DATA LISTING:
- - - -
// src/arithmetic/encoding.rs
//! Fixed-width big-endian encoding of non-negative integers.

use rug::{integer::Order, Integer};

/// Big-endian bytes of `value`, left-padded with zeros to `len` bytes
///
/// Returns `None` when the value is negative or does not fit.
pub fn to_fixed_bytes(value: &Integer, len: usize) -> Option<Vec<u8>> {
    if *value < 0 {
        return None;
    }
    let digits = value.to_digits::<u8>(Order::Msf);
    if digits.len() > len {
        return None;
    }
    let mut out = vec![0u8; len - digits.len()];
    out.extend_from_slice(&digits);
    Some(out)
}

/// Interpret big-endian bytes as a non-negative integer
pub fn from_be_bytes(bytes: &[u8]) -> Integer {
    Integer::from_digits(bytes, Order::Msf)
}
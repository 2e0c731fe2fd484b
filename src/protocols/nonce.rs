// src/protocols/nonce.rs
//! Per-signature nonce sources.
//!
//! `AuxiliaryPointNonce` reproduces the deterministic two-point construction
//! k = (x(h·P1) + x(d·P2)) mod n. It is not RFC 6979 and its soundness rests on
//! the choice of P1 and P2; it exists for compatibility with signatures produced
//! by that scheme. `SystemRandomNonce` draws k from the operating system instead.

use log::debug;
use rug::Integer;

use crate::arithmetic::modular::add_mod;
use crate::curves::{Curve, Point};
use crate::errors::EcdsaError;
use crate::protocols::keys::random_scalar;

/// Source of the per-signature scalar k
pub trait NonceSource {
    /// Produce a nonce for signing `msg_hash` with `private_key`
    fn nonce(
        &self,
        curve: &Curve,
        msg_hash: &Integer,
        private_key: &Integer,
    ) -> Result<Integer, EcdsaError>;
}

/// Deterministic nonce from two fixed auxiliary base points
#[derive(Clone, Debug, PartialEq, Eq)]
pub struct AuxiliaryPointNonce {
    first: Point,
    second: Point,
}

impl AuxiliaryPointNonce {
    /// Build from two points, both of which must lie on `curve`
    pub fn new(curve: &Curve, first: Point, second: Point) -> Result<Self, EcdsaError> {
        let nonce = Self { first, second };
        nonce.check_points(curve)?;
        Ok(nonce)
    }

    /// The auxiliary points used with secp256r1
    pub fn secp256r1() -> Self {
        Self {
            first: Point::affine(
                hex_constant("53b907251bc1ceb7ab0eb41323afb7126600fe4cb2a9a2e8a797127508f97009"),
                hex_constant("c7b390484e2baae92df41f50e537e57185cb18017650a6d3220a42a97727217d"),
            ),
            second: Point::affine(
                hex_constant("acbc2999fb58c6e9015a12a4c5f3849e301649b2271eaaaf21906ed03cafdf45"),
                hex_constant("146aac3f7f74047fd45cf0098fadee5cd00f7f6871440387ba402f2390d7276f"),
            ),
        }
    }

    pub fn points(&self) -> (&Point, &Point) {
        (&self.first, &self.second)
    }

    fn check_points(&self, curve: &Curve) -> Result<(), EcdsaError> {
        if !curve.verify_point(&self.first) || !curve.verify_point(&self.second) {
            return Err(EcdsaError::InvalidPoint {
                context: format!("auxiliary nonce points not on {}", curve.params().name),
            });
        }
        Ok(())
    }
}

impl NonceSource for AuxiliaryPointNonce {
    fn nonce(
        &self,
        curve: &Curve,
        msg_hash: &Integer,
        private_key: &Integer,
    ) -> Result<Integer, EcdsaError> {
        self.check_points(curve)?;

        let from_message = curve.mult(&self.first, msg_hash)?;
        let from_key = curve.mult(&self.second, private_key)?;

        // The identity contributes x = 0
        let (message_x, _) = from_message.to_legacy();
        let (key_x, _) = from_key.to_legacy();

        debug!("derived auxiliary-point nonce on {}", curve.params().name);
        Ok(add_mod(&message_x, &key_x, &curve.params().n))
    }
}

/// Uniformly random nonce in [1, n) from the operating system entropy source
#[derive(Clone, Copy, Debug, Default)]
pub struct SystemRandomNonce;

impl NonceSource for SystemRandomNonce {
    fn nonce(
        &self,
        curve: &Curve,
        _msg_hash: &Integer,
        _private_key: &Integer,
    ) -> Result<Integer, EcdsaError> {
        random_scalar(curve.params())
    }
}

/// Nonce for (msg_hash, privkey) using the secp256r1 auxiliary points
pub fn derive_nonce(
    curve: &Curve,
    msg_hash: &Integer,
    privkey: &Integer,
) -> Result<Integer, EcdsaError> {
    AuxiliaryPointNonce::secp256r1().nonce(curve, msg_hash, privkey)
}

fn hex_constant(value: &str) -> Integer {
    Integer::from_str_radix(value, 16)
        .unwrap_or_else(|e| unreachable!("built-in nonce constant: {}", e))
}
- - - -
Each line in the listing either holds the word "with" or does not. Report how many do, as a bare number.

4